Yesterday, Mary Ann was again very tired all day long.  The hallucinations/delusions/dreams mixed with reality continue. Yesterday morning she asked me to check on the towels.  I confirmed that she meant the towels for the people she is convinced are living downstairs.  She admits that she thinks I am lying when I say that they are not here at the house.  I offered to take her downstairs.  I think the bed is not made but has the clean sheets folded on it.  The problem is, not only would it be almost impossible at this point to get her down and up the stairs by myself, but she would probably just conclude that they cleared out for the moment just to fool her.

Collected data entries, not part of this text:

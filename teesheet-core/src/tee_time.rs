use serde::{Deserialize, Serialize};
use std::fmt;
use std::str::FromStr;

pub const MINUTES_PER_DAY: u16 = 24 * 60;

/// A time of day at minute resolution, written `HH:MM` on the wire and in
/// storage. Ordering follows the clock.
#[derive(Debug, Clone, Copy, PartialEq, Eq, PartialOrd, Ord, Hash, Serialize, Deserialize)]
#[serde(try_from = "String", into = "String")]
pub struct TeeTime(u16);

impl TeeTime {
    pub fn from_minutes(minutes: u16) -> Option<Self> {
        (minutes < MINUTES_PER_DAY).then_some(Self(minutes))
    }

    pub fn from_hm(hour: u16, minute: u16) -> Option<Self> {
        if hour > 23 || minute > 59 {
            return None;
        }
        Some(Self(hour * 60 + minute))
    }

    pub fn minutes(self) -> u16 {
        self.0
    }

    /// Advance by `step` minutes, `None` once the day rolls over.
    pub fn checked_add(self, step: u16) -> Option<Self> {
        self.0.checked_add(step).and_then(Self::from_minutes)
    }

    pub fn to_naive_time(self) -> chrono::NaiveTime {
        chrono::NaiveTime::from_num_seconds_from_midnight_opt(u32::from(self.0) * 60, 0)
            .unwrap_or(chrono::NaiveTime::MIN)
    }

    pub fn from_naive_time(time: chrono::NaiveTime) -> Self {
        use chrono::Timelike;
        Self((time.hour() * 60 + time.minute()) as u16)
    }
}

#[derive(Debug, Clone, PartialEq, Eq, thiserror::Error)]
#[error("invalid tee time '{0}', expected HH:MM")]
pub struct ParseTeeTimeError(pub String);

impl FromStr for TeeTime {
    type Err = ParseTeeTimeError;

    fn from_str(s: &str) -> Result<Self, Self::Err> {
        let err = || ParseTeeTimeError(s.to_string());
        let (h, m) = s.trim().split_once(':').ok_or_else(err)?;
        if h.is_empty() || h.len() > 2 || m.len() != 2 {
            return Err(err());
        }
        let hour: u16 = h.parse().map_err(|_| err())?;
        let minute: u16 = m.parse().map_err(|_| err())?;
        Self::from_hm(hour, minute).ok_or_else(err)
    }
}

impl TryFrom<String> for TeeTime {
    type Error = ParseTeeTimeError;

    fn try_from(value: String) -> Result<Self, Self::Error> {
        value.parse()
    }
}

impl From<TeeTime> for String {
    fn from(value: TeeTime) -> Self {
        value.to_string()
    }
}

impl fmt::Display for TeeTime {
    fn fmt(&self, f: &mut fmt::Formatter<'_>) -> fmt::Result {
        write!(f, "{:02}:{:02}", self.0 / 60, self.0 % 60)
    }
}
pub mod app_config;
mod codec;
pub mod course_repo;
pub mod database;
pub mod event_store;
pub mod flight_repo;
pub mod redis_repo;

pub use app_config::{BookingRules, Config};
pub use course_repo::PgCourseRepository;
pub use database::DbClient;
pub use event_store::{EventForwarder, EventPublisher, ForwardQueue, PgEventSink};
pub use flight_repo::PgFlightRepository;
pub use redis_repo::RedisClient;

We did not get out yesterday except to make a quick circuit to get my coffee and a take-out luncheon Lasagna from Olive Garden for Mary Ann.  Later in the day she opted not to go out for ice cream but eat what we have from the store here at the house.

I don’t know if this is actually a decline or just temporary, but the confusion becoming a routine part of each day, increased fatigue, and the reluctance to go out is a little unsettling.  Maybe it is still the Urinary Tract Infection.  She is done with the ten days of anti-biotics.  We will be getting a specimen for the lab when she gets up to see if it is actually gone.

…Mary Ann is up now.  She got up at about 11:15am.  She ate a usual breakfast and then sat for a while, pretty much dozing most of the time.  Understandably she did not want to lie back down even though her head was hanging.

When I asked about lunch, she said she did want to go out.  I was apprehensive since she appeared so tired, but it seemed worth a try just to get both of us out of the house.  When she stood up to put on a light jacket, she ended up having a major fainting spell.  After she came back around, she still wanted to go out.  She, of course, has little awareness of the fainting.  I rolled her to the door to the garage and she walked down the steps as usual (she handles steps better than flat surfaces) into the garage.  Before I could get her into the car, she had another major fainting spell.  I have four folding chairs lining the garage wall along her side of the car, so that one is always in reach.  I grabbed one and got her in it before she went down to the floor.  I have put the colorful foam playroom squares along her side of the van so that if she does fall, the damage will be minimized.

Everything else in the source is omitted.